Le colloque a été solennellement couronné par le documentaire Rester dans la vie réalisé par Anna Chichko et consacré à notre héroïne Marie Bashkirtseff. Anna Chichko a essayé de transmettre sa propre passion vis-à-vis de Marie à travers le film :
Anna Chichko : « Avec Tatiana Shvets, directrice de la fondation La Renaissance de la mémoire de Marie Bashkirtseff, nous avons eu pour l’ambition de tourner un film, qui traduise la volonté de Marie Bachkirtseff de créer, de mener un train de vie actif, de s’adonner entièrement à l’art et, à la fois, sa préoccupation de laisser quelque chose après elle, car elle savait que sa vie ne serait pas longue. Nous avons voulu raconter les recherches menées depuis longtemps par Tatiana pour trouver des objets authentiques appartenant à Marie en Ukraine, à Poltava, à Nice, à Paris. Elle a fait connaissance des descendants de ceux à qui la mère de Bashkirtseff a offert des objets de Marie après sa mort. Dans le film nous contons cette histoire, en souhaitant de dévoiler toute la vie de Marie, sa vie privée, ses sentiments, son amour, ses habitudes. Nous montrons les lieux qu’elle avait habités et qui l’avaient inspirée… Tatiana et moi, nous nous sommes promenées dans les ruelles liées au nom de Marie. Toutes ces impressions, nous les avons incarnées dans le film Rester dans la vie. Il y a 20 ans j’avais déjà tourné un film en huit épisodes sur elle, qui s’appelait simplement Marie Bashkirtseff. Chacun des épisodes était consacré à un sujet, par exemple, au père de Marie, à l’Académie Julian, à Bastien-Lepage.

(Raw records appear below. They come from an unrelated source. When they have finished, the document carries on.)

//! CPDI2 interpolation over quadrilateral/hexahedral particle domains.
//!
//! A particle's influence region is the multilinear element spanned by its
//! 2^D domain corners. Corner weights and gradients are domain averages of
//! the element shape functions:
//!
//! ```text
//! w_c  = (1/V) ∫ φ_c dΩ        ∇w_c = (1/V) ∫ ∇φ_c dΩ
//! ```
//!
//! evaluated with 2^D-point Gauss quadrature. Grid weights of the particle
//! follow by evaluating the grid basis at the corners:
//! `w_ip = Σ_c w_c N_i(x_c)` and `∇w_ip = Σ_c ∇w_c N_i(x_c)`.

use phyz_math::{Matrix, Vector, corner_count, corner_signs, determinant};
use rayon::prelude::*;
use smallvec::SmallVec;

use crate::grid::{NodeWeight, UniformGrid};
use crate::particle::SolidParticle;

/// Corner weights and gradients of one particle domain.
#[derive(Debug, Clone, PartialEq)]
pub struct DomainWeights<const D: usize> {
    pub weights: SmallVec<[f64; 8]>,
    pub gradients: SmallVec<[Vector<D>; 8]>,
    /// Signed domain volume.
    pub volume: f64,
}

/// Shape function of corner `c` and its reference-space gradient at `xi`.
fn shape<const D: usize>(c: usize, xi: &Vector<D>) -> (f64, Vector<D>) {
    let s = corner_signs::<D>(c);
    let factors = Vector::<D>::from_fn(|d, _| 0.5 * (1.0 + s[d] * xi[d]));
    let value: f64 = factors.iter().product();
    let gradient = Vector::<D>::from_fn(|b, _| {
        (0..D)
            .map(|d| if d == b { 0.5 * s[d] } else { factors[d] })
            .product::<f64>()
    });
    (value, gradient)
}

/// CPDI2 corner weights of the domain spanned by `corners`.
///
/// A domain with non-positive volume has no meaningful gradients; it gets
/// uniform weights and zero gradients so the particle still carries mass.
pub fn domain_weights<const D: usize>(corners: &[Vector<D>]) -> DomainWeights<D> {
    let n = corner_count::<D>();
    debug_assert_eq!(corners.len(), n);
    let gauss = 1.0 / 3.0f64.sqrt();

    let mut weights: SmallVec<[f64; 8]> = SmallVec::from_elem(0.0, n);
    let mut gradients: SmallVec<[Vector<D>; 8]> = SmallVec::from_elem(Vector::<D>::zeros(), n);
    let mut volume = 0.0;

    for q in 0..n {
        let xi = corner_signs::<D>(q) * gauss;
        let shapes: SmallVec<[(f64, Vector<D>); 8]> = (0..n).map(|c| shape(c, &xi)).collect();

        // J_ab = ∂x_a / ∂ξ_b
        let mut jacobian = Matrix::<D>::zeros();
        for (x, (_, dphi)) in corners.iter().zip(shapes.iter()) {
            jacobian += x * dphi.transpose();
        }
        let det_j = determinant(&jacobian);
        volume += det_j;

        let inv_t = jacobian.try_inverse().map(|inv| inv.transpose());
        for (c, (phi, dphi)) in shapes.iter().enumerate() {
            weights[c] += phi * det_j;
            if let Some(inv_t) = &inv_t {
                gradients[c] += inv_t * dphi * det_j;
            }
        }
    }

    if volume <= f64::EPSILON {
        log::warn!("degenerate particle domain (volume {volume:e}), using uniform corner weights");
        return DomainWeights {
            weights: SmallVec::from_elem(1.0 / n as f64, n),
            gradients: SmallVec::from_elem(Vector::<D>::zeros(), n),
            volume,
        };
    }

    for w in weights.iter_mut() {
        *w /= volume;
    }
    for g in gradients.iter_mut() {
        *g /= volume;
    }
    DomainWeights {
        weights,
        gradients,
        volume,
    }
}

/// Everything the transfer phases need to know about one particle's support.
#[derive(Debug, Clone, PartialEq)]
pub struct ParticleInterpolation<const D: usize> {
    /// Particle-grid weights and gradients.
    pub grid: Vec<NodeWeight<D>>,
    /// Particle-corner weights, one per local corner.
    pub corner_weights: SmallVec<[f64; 8]>,
    /// Particle-corner weight gradients, one per local corner.
    pub corner_gradients: SmallVec<[Vector<D>; 8]>,
    /// Grid weights of each corner position, used to advect ordinary corners.
    pub corner_grid: SmallVec<[SmallVec<[NodeWeight<D>; 8]>; 8]>,
}

impl<const D: usize> Default for ParticleInterpolation<D> {
    fn default() -> Self {
        Self {
            grid: Vec::new(),
            corner_weights: SmallVec::from_elem(0.0, corner_count::<D>()),
            corner_gradients: SmallVec::from_elem(Vector::<D>::zeros(), corner_count::<D>()),
            corner_grid: SmallVec::from_elem(SmallVec::new(), corner_count::<D>()),
        }
    }
}

impl<const D: usize> ParticleInterpolation<D> {
    /// Compute the CPDI2 interpolation data of the domain spanned by `corners`.
    pub fn compute(grid: &UniformGrid<D>, corners: &[Vector<D>]) -> Self {
        let domain = domain_weights(corners);
        let corner_grid: SmallVec<[SmallVec<[NodeWeight<D>; 8]>; 8]> =
            corners.iter().map(|x| grid.linear_weights(x)).collect();

        let mut pairs: Vec<NodeWeight<D>> = Vec::new();
        for ((w_c, grad_c), nodes) in domain
            .weights
            .iter()
            .zip(domain.gradients.iter())
            .zip(corner_grid.iter())
        {
            for n in nodes {
                let i = match pairs.iter().position(|p| p.node == n.node) {
                    Some(i) => i,
                    None => {
                        pairs.push(NodeWeight {
                            node: n.node,
                            weight: 0.0,
                            gradient: Vector::<D>::zeros(),
                        });
                        pairs.len() - 1
                    }
                };
                pairs[i].weight += w_c * n.weight;
                pairs[i].gradient += grad_c * n.weight;
            }
        }
        pairs.retain(|p| p.weight > f64::EPSILON);
        pairs.sort_by_key(|p| p.node);

        Self {
            grid: pairs,
            corner_weights: domain.weights,
            corner_gradients: domain.gradients,
            corner_grid,
        }
    }
}

/// Particle center implied by its domain: `Σ_c w_c x_c`, the domain centroid.
pub fn domain_center<const D: usize>(corners: &[Vector<D>]) -> Vector<D> {
    let domain = domain_weights(corners);
    corners
        .iter()
        .zip(domain.weights.iter())
        .fold(Vector::<D>::zeros(), |acc, (x, w)| acc + x * *w)
}

/// Move every particle whose `fixed` flag is unset to the center of its domain.
pub fn advect_particle_centers<const D: usize>(particles: &mut [SolidParticle<D>], fixed: &[bool]) {
    debug_assert_eq!(particles.len(), fixed.len());
    particles
        .par_iter_mut()
        .zip(fixed.par_iter())
        .filter(|(_, fixed)| !**fixed)
        .for_each(|(p, _)| p.x = domain_center(&p.domain));
}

On me demandait souvent de l’histoire de mon intérêt porté à Bashkirtseff. Ce n’était pas qu’à cause de son Journal, bien sûr. Tatiana Shvets et son équipe ont réussi à recueillir des témoignages de l’époque, des objets datant de ce temps, à trouver des personnes liées à Marie, son parent Philippe Carrette, par exemple, le Cercle des amis de Marie Bashkirtseff, fondé par Mme Apostolescu.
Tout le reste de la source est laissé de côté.